The world’s second largest retailer said operating profit for the period between March and May came in at 7.1 billion Swedish kroner ($672 million), below the 7.37 billion Swedish kroner anticipated by analysts, according to an LSEG poll cited by Reuters.
The second-quarter result was nevertheless above the 4.7 billion Swedish kroner recorded in the same period last year.
The company also said that bad weather was likely to dampen sales in June, which it expects to decline by 6% in local currencies, compared with the same period of last year.
Further weighing on stock, H&M CEO Daniel Ervér cast doubt over the company’s ability to meet its margin target this year.
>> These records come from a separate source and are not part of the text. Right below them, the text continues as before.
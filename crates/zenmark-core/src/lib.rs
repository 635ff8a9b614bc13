//! zenmark-core - Replica reconciliation core for ZenMark
//!
//! This crate keeps a local replica of a user's markdown documents usable
//! offline and reconciles it with a remote replica when connectivity returns.
//! It contains the data models, the libSQL-backed local store, the version
//! ledger, the document and folder managers, and the reconciliation engine.
//! Presentation and identity live in the clients (see `zenmark-cli`).

pub mod config;
pub mod db;
pub mod error;
pub mod models;
pub mod remote;
pub mod services;
pub mod sync;
pub mod util;

pub use error::{Error, Result};
pub use models::{Document, DocumentId};
pub use services::Session;
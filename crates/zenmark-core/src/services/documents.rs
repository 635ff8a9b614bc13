//! Document lifecycle: create, edit, soft-delete, list and move.

use libsql::Connection;
use serde::Serialize;

use super::versions::append_snapshot;
use super::LocalStore;
use crate::db::{
    DocumentRepository, FolderRepository, LibSqlDocumentRepository, LibSqlFolderRepository,
    LibSqlSyncStateRepository, SyncStateRepository,
};
use crate::models::{
    Document, DocumentId, DocumentPatch, FolderId, Lifecycle, SyncState, SyncStatus,
};
use crate::util::next_modified;
use crate::{Error, Result};

/// An active document paired with its reconciliation status.
#[derive(Debug, Clone, PartialEq, Eq, Serialize)]
pub struct DocumentSummary {
    #[serde(flatten)]
    pub document: Document,
    pub status: SyncStatus,
}

/// Sole writer of document records on behalf of local edits.
#[derive(Clone)]
pub struct DocumentManager {
    store: LocalStore,
    device_id: String,
}

impl DocumentManager {
    pub fn new(store: LocalStore, device_id: impl Into<String>) -> Self {
        Self {
            store,
            device_id: device_id.into(),
        }
    }

    /// Create an empty document at version 1 with its initial snapshot.
    pub async fn create(&self, user_id: &str, title: &str) -> Result<Document> {
        if user_id.trim().is_empty() {
            return Err(Error::InvalidInput("user id must not be empty".to_string()));
        }
        let document = Document::new(user_id, title);

        let db = self.store.lock().await;
        db.begin().await?;
        let result: Result<()> = async {
            let conn = db.connection();
            LibSqlDocumentRepository::new(conn).put(&document).await?;
            append_snapshot(
                conn,
                &document.id,
                document.current_version,
                &document.content,
                &self.device_id,
            )
            .await?;
            LibSqlSyncStateRepository::new(conn)
                .put(&SyncState::pending(document.id))
                .await
        }
        .await;
        db.finish(result).await?;

        tracing::debug!("Created document {} for {}", document.id, user_id);
        Ok(document)
    }

    /// Merge `patch` into an active document.
    ///
    /// Returns `None` when there is no such active document. An empty patch
    /// leaves the document untouched.
    pub async fn update(&self, id: &DocumentId, patch: DocumentPatch) -> Result<Option<Document>> {
        if patch.is_empty() {
            return Ok(self.get(id).await?.filter(Document::is_active));
        }
        self.mutate(id, |document| {
            patch.apply_to(document);
            Ok(())
        })
        .await
    }

    /// Soft-delete a document. Returns `false` when there was nothing to delete.
    pub async fn delete(&self, id: &DocumentId) -> Result<bool> {
        let deleted = self
            .mutate(id, |document| {
                document.lifecycle = Lifecycle::Deleted;
                Ok(())
            })
            .await?;
        Ok(deleted.is_some())
    }

    /// Load a document, including soft-deleted ones.
    pub async fn get(&self, id: &DocumentId) -> Result<Option<Document>> {
        let db = self.store.lock().await;
        LibSqlDocumentRepository::new(db.connection()).get(id).await
    }

    /// Active documents of `user_id`, most recently modified first.
    pub async fn list(&self, user_id: &str) -> Result<Vec<DocumentSummary>> {
        let db = self.store.lock().await;
        let conn = db.connection();
        let documents = LibSqlDocumentRepository::new(conn)
            .list_by_owner(user_id)
            .await?;
        summarize(conn, documents).await
    }

    /// Active documents whose title or content contains `query`, ignoring case.
    pub async fn search(&self, user_id: &str, query: &str) -> Result<Vec<DocumentSummary>> {
        let db = self.store.lock().await;
        let conn = db.connection();
        let documents = LibSqlDocumentRepository::new(conn)
            .list_by_owner(user_id)
            .await?
            .into_iter()
            .filter(|document| document.matches(query))
            .collect();
        summarize(conn, documents).await
    }

    /// Active documents directly inside `folder` (`None` = root).
    pub async fn list_in_folder(
        &self,
        user_id: &str,
        folder: Option<&FolderId>,
    ) -> Result<Vec<Document>> {
        let db = self.store.lock().await;
        LibSqlDocumentRepository::new(db.connection())
            .list_in_folder(user_id, folder)
            .await
    }

    /// IDs of active documents starting with `prefix`.
    pub async fn find_ids_by_prefix(
        &self,
        user_id: &str,
        prefix: &str,
        limit: usize,
    ) -> Result<Vec<String>> {
        let db = self.store.lock().await;
        LibSqlDocumentRepository::new(db.connection())
            .list_ids_by_prefix(user_id, prefix, limit)
            .await
    }

    /// Reparent a document; `None` moves it to the root.
    pub async fn move_to(&self, id: &DocumentId, target: Option<FolderId>) -> Result<Document> {
        let db = self.store.lock().await;
        db.begin().await?;
        let result: Result<Document> = async {
            let conn = db.connection();
            let mut document = LibSqlDocumentRepository::new(conn)
                .get(id)
                .await?
                .filter(Document::is_active)
                .ok_or_else(|| Error::NotFound(format!("document {id}")))?;

            if let Some(folder_id) = target {
                let folder = LibSqlFolderRepository::new(conn)
                    .get(&folder_id)
                    .await?
                    .filter(|folder| folder.is_active() && folder.owner_id == document.owner_id);
                if folder.is_none() {
                    return Err(Error::NotFound(format!("folder {folder_id}")));
                }
            }

            document.folder_id = target;
            touch(conn, &mut document).await?;
            Ok(document)
        }
        .await;
        db.finish(result).await
    }

    async fn mutate<F>(&self, id: &DocumentId, change: F) -> Result<Option<Document>>
    where
        F: FnOnce(&mut Document) -> Result<()>,
    {
        let db = self.store.lock().await;
        db.begin().await?;
        let result: Result<Option<Document>> = async {
            let conn = db.connection();
            let Some(mut document) = LibSqlDocumentRepository::new(conn)
                .get(id)
                .await?
                .filter(Document::is_active)
            else {
                return Ok(None);
            };

            change(&mut document)?;
            touch(conn, &mut document).await?;
            Ok(Some(document))
        }
        .await;
        db.finish(result).await
    }
}

/// Refresh last-modified, write the whole record and mark it dirty.
pub(crate) async fn touch(conn: &Connection, document: &mut Document) -> Result<()> {
    document.updated_at = next_modified(document.updated_at);
    LibSqlDocumentRepository::new(conn).put(document).await?;
    LibSqlSyncStateRepository::new(conn)
        .mark_dirty(&document.id)
        .await
}

async fn summarize(conn: &Connection, documents: Vec<Document>) -> Result<Vec<DocumentSummary>> {
    let states = LibSqlSyncStateRepository::new(conn);
    let mut summaries = Vec::with_capacity(documents.len());
    for document in documents {
        let status = states
            .get(&document.id)
            .await?
            .map_or(SyncStatus::Pending, |state| state.status);
        summaries.push(DocumentSummary { document, status });
    }
    Ok(summaries)
}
“Our goal of an operating margin of 10 percent for full-year 2024 remains in place,” he said. “However, the conditions for achieving that level this year have become more challenging as it is assessed that external factors that influence our purchasing costs and sales revenues, including materials and foreign currency, will have a more negative impact than we expected in the second half of the year.”
He added that the company was continuing to invest in both its online and in store experiences, with upgrades to stores in Paris, Milan, Berlin, Stockholm, Hamburg and Munich to follow those already undertaken in New York, London and Tokyo.
It comes as higher living costs and a slowdown in post-pandemic spending have weighed on both high street and luxury retail sales.
Earlier this month, Zara owner Inditex reported a slowdown in first-quarter sales compared to the previous year’s growth, but pointed to an uptick in May.
Meanwhile, Chinese-founded fast fashion giant Shein has been encroaching on European retailers, as it prepares for a public listing in London.